Konsep penanggulangan bencana saat pandemi
“Indonesia merupakan negara dengan peringkat kematian akibat COVID-19 tertinggi di ASEAN. Oleh karena itu konsep penanggulangan gawat darurat sehari-hari dan bencana saat pandemi ini adalah jangan menularkan dan jangan sampai tertular”, ujar Prof.dr.Aryono D Pusponegoro, Sp.B, KBD
Untuk menanggulangi bencana secara komprehensif dibutuhkan rencana penanganan bencana alam bersama (disaster plan). Selain itu dibutuhkan sistem rujukan yang baik dan terorganisir. Saat terjadi bencana alam, maka penting memperhatikan tiga hal ini yaitu aman untuk penolong, aman lingkungan dan aman untuk korban/pasien.

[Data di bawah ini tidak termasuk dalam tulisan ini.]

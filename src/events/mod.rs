//! Event handling for fxpulse.
//!
//! Terminal input is polled by the [`EventHandler`] and mapped through the
//! configured key bindings to [`Action`](crate::state::Action)s.

mod handler;
mod input;

pub use handler::EventHandler;
pub use input::{InputEvent, Key, Modifiers};
//! Currency news client backed by search-grounded generation.

use super::types::{GenerateContentRequest, Tool};
use super::{DataConverter, MAX_NEWS_ITEMS, ModelTransport, NewsClient, NewsItem};
use crate::catalog::CurrencyPair;
use crate::config::ApiConfig;
use crate::error::Result;
use async_trait::async_trait;
use std::sync::Arc;
use tracing::{debug, warn};

/// Collects headlines from the grounding citations of a search-enabled model call.
pub struct AiNewsClient {
    transport: Arc<dyn ModelTransport>,
    model: String,
}

impl AiNewsClient {
    /// Create a new news client.
    pub fn new(transport: Arc<dyn ModelTransport>, config: &ApiConfig) -> Self {
        Self {
            transport,
            model: config.news_model.clone(),
        }
    }

    async fn request_news(&self, pair: CurrencyPair) -> Result<Vec<NewsItem>> {
        let request = GenerateContentRequest::prompt(format!(
            "What is the latest news and market sentiment for the {} currency pair?",
            pair.name
        ))
        .with_tool(Tool::google_search());

        let response = self.transport.generate_content(&self.model, request).await?;
        Ok(DataConverter::collect_news(
            response.grounding_chunks(),
            MAX_NEWS_ITEMS,
        ))
    }
}

#[async_trait]
impl NewsClient for AiNewsClient {
    async fn currency_news(&self, pair: CurrencyPair) -> Vec<NewsItem> {
        match self.request_news(pair).await {
            Ok(news) => {
                debug!(pair = pair.name, count = news.len(), "News received");
                news
            }
            Err(e) => {
                warn!(pair = pair.name, error = %e, "News request failed, showing no headlines");
                Vec::new()
            }
        }
    }
}
//! Synthetic indicator generation.
//!
//! Values are drawn directly on their decimal grid (2 dp for RSI, 5 dp for the
//! MACD family), so the histogram is an exact decimal difference.

use rand::rngs::StdRng;
use rand::{Rng, SeedableRng};
use rust_decimal::Decimal;
use serde::{Deserialize, Serialize};

/// RSI bounds, in hundredths.
const RSI_RANGE: (i64, i64) = (1_500, 8_500);
/// MACD line bounds, in units of 1e-5.
const MACD_RANGE: (i64, i64) = (-250, 250);
/// Signal line bounds, in units of 1e-5.
const SIGNAL_LINE_RANGE: (i64, i64) = (-200, 200);

/// A single snapshot of the indicator set shown on the dashboard.
#[derive(Debug, Clone, Copy, PartialEq, Eq, Serialize, Deserialize)]
pub struct IndicatorSnapshot {
    /// RSI(14), in [15, 85] at 2 decimals.
    pub rsi: Decimal,
    /// MACD line at 5 decimals.
    pub macd: Decimal,
    /// MACD signal line at 5 decimals.
    pub signal_line: Decimal,
    /// `macd - signal_line` at 5 decimals.
    pub histogram: Decimal,
}

impl IndicatorSnapshot {
    /// Build a snapshot, deriving the histogram.
    pub fn new(rsi: Decimal, macd: Decimal, signal_line: Decimal) -> Self {
        let macd = macd.round_dp(5);
        let signal_line = signal_line.round_dp(5);
        Self {
            rsi: rsi.round_dp(2),
            macd,
            signal_line,
            histogram: (macd - signal_line).round_dp(5),
        }
    }

    /// Whether the MACD line sits above its signal line.
    pub fn is_bullish_crossover(&self) -> bool {
        self.histogram > Decimal::ZERO
    }

    /// RSI above 70.
    pub fn is_overbought(&self) -> bool {
        self.rsi > Decimal::from(70)
    }

    /// RSI below 30.
    pub fn is_oversold(&self) -> bool {
        self.rsi < Decimal::from(30)
    }
}

/// Produces fresh [`IndicatorSnapshot`]s.
#[derive(Debug)]
pub struct IndicatorGenerator {
    rng: StdRng,
}

impl IndicatorGenerator {
    /// Generator seeded from OS entropy.
    pub fn new() -> Self {
        Self {
            rng: StdRng::from_entropy(),
        }
    }

    /// Deterministic generator.
    pub fn seeded(seed: u64) -> Self {
        Self {
            rng: StdRng::seed_from_u64(seed),
        }
    }

    /// Draw a new snapshot.
    pub fn generate(&mut self) -> IndicatorSnapshot {
        let rsi = Decimal::new(self.draw(RSI_RANGE), 2);
        let macd = Decimal::new(self.draw(MACD_RANGE), 5);
        let signal_line = Decimal::new(self.draw(SIGNAL_LINE_RANGE), 5);
        IndicatorSnapshot::new(rsi, macd, signal_line)
    }

    fn draw(&mut self, (low, high): (i64, i64)) -> i64 {
        self.rng.gen_range(low..=high)
    }
}

impl Default for IndicatorGenerator {
    fn default() -> Self {
        Self::new()
    }
}

#[cfg(test)]
mod tests {
    use super::*;
    use rust_decimal_macros::dec;

    #[test]
    fn test_histogram_is_exact_difference() {
        let mut generator = IndicatorGenerator::seeded(7);
        for _ in 0..5_000 {
            let s = generator.generate();
            assert_eq!(s.histogram, (s.macd - s.signal_line).round_dp(5));
        }
    }

    #[test]
    fn test_values_stay_in_range() {
        let mut generator = IndicatorGenerator::seeded(42);
        for _ in 0..5_000 {
            let s = generator.generate();
            assert!(s.rsi >= dec!(15) && s.rsi <= dec!(85), "rsi {}", s.rsi);
            assert!(s.macd >= dec!(-0.0025) && s.macd <= dec!(0.0025));
            assert!(s.signal_line >= dec!(-0.002) && s.signal_line <= dec!(0.002));
            assert!(s.rsi.scale() <= 2);
            assert!(s.macd.scale() <= 5 && s.histogram.scale() <= 5);
        }
    }

    #[test]
    fn test_seeded_generators_agree() {
        let mut a = IndicatorGenerator::seeded(99);
        let mut b = IndicatorGenerator::seeded(99);
        assert_eq!(a.generate(), b.generate());
    }

    #[test]
    fn test_new_rounds_inputs() {
        let s = IndicatorSnapshot::new(dec!(55.555), dec!(0.0012345), dec!(-0.0004321));
        assert_eq!(s.rsi, dec!(55.56));
        assert_eq!(s.macd, dec!(0.00123));
        assert_eq!(s.signal_line, dec!(-0.00043));
        assert_eq!(s.histogram, dec!(0.00166));
    }

    #[test]
    fn test_rsi_zones() {
        let hot = IndicatorSnapshot::new(dec!(78.2), dec!(0.001), dec!(0.002));
        assert!(hot.is_overbought());
        assert!(!hot.is_bullish_crossover());

        let cold = IndicatorSnapshot::new(dec!(21.0), dec!(0.002), dec!(0.001));
        assert!(cold.is_oversold());
        assert!(cold.is_bullish_crossover());
    }
}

Sumber daya manusia kesehatan merupakan aspek yang juga tidak kalah penting dalam menangani kegawatdaruratan sehari-hari maupun saat terjadi bencana alam. Oleh karena itu diperlukan tim tanggap bencana yang terdiri dari berbagai disiplin ilmu serta melakukan pelatihan bersama secara periodik untuk meningkatkan kompetensi para anggota tim tersebut.
SPGDT (Sistem penanganan gawat darurat terpadu) adalah suatu sistem berupa koordinasi dari sektor kesehatan yang didukung oleh sektor lain dan kegiatan kelompok profesional pada keadaan kedaruratan medis sehari-hari (SPGDT-S) dan pelayanan kedaruratan medis pada saat kejadian bencana (SPGDT-B)
Skematik tanggap darurat dalam SGPDT diantaranya yaitu SAR medis – pre-hospital care – hospital care. Pelayanan gawat darurat sebelum ke RS merupakan hal yang harus diperhatikan. Pelayanan tersebut berfokus untuk mencegah kematian dan kecacatan korban, melakukan penganggulangan korban musibah massal dan bencana yang terjadi di dalam maupun di luar RS, mengembangkan dan menyebarluaskan pengetahuan penanggulangan penderita gawat darurat melalui pendidikan dan menyelenggarakan berbagai kursus yang berhubungan dengan pengetahuan dan keterampilan penanganan gawat darurat.
“Saat terjadi bencana dalam kondisi pandemi, maka aspek keamanan dan keselamatan harus lebih diperhatikan baik untuk para petugas maupun korban. Perlengkapan APD (alat pelindung diri) dan alat transportasi harus disesuaikan dengan standard. Alat transportasi sebaiknya memiliki HEPA filter untuk mengurangi risiko terjadinya penularan COVID-19 saat melakukan transportasi korban. Selain itu, masalah obat juga harus diperhatikan, jangan sampai obat yang ada di lokasi bencana alam sudah kadaluarsa atau mendekati masa kadaluarsa sehingga harus dibuang”, ujar Dr Corona Rintawan, Sp.EM.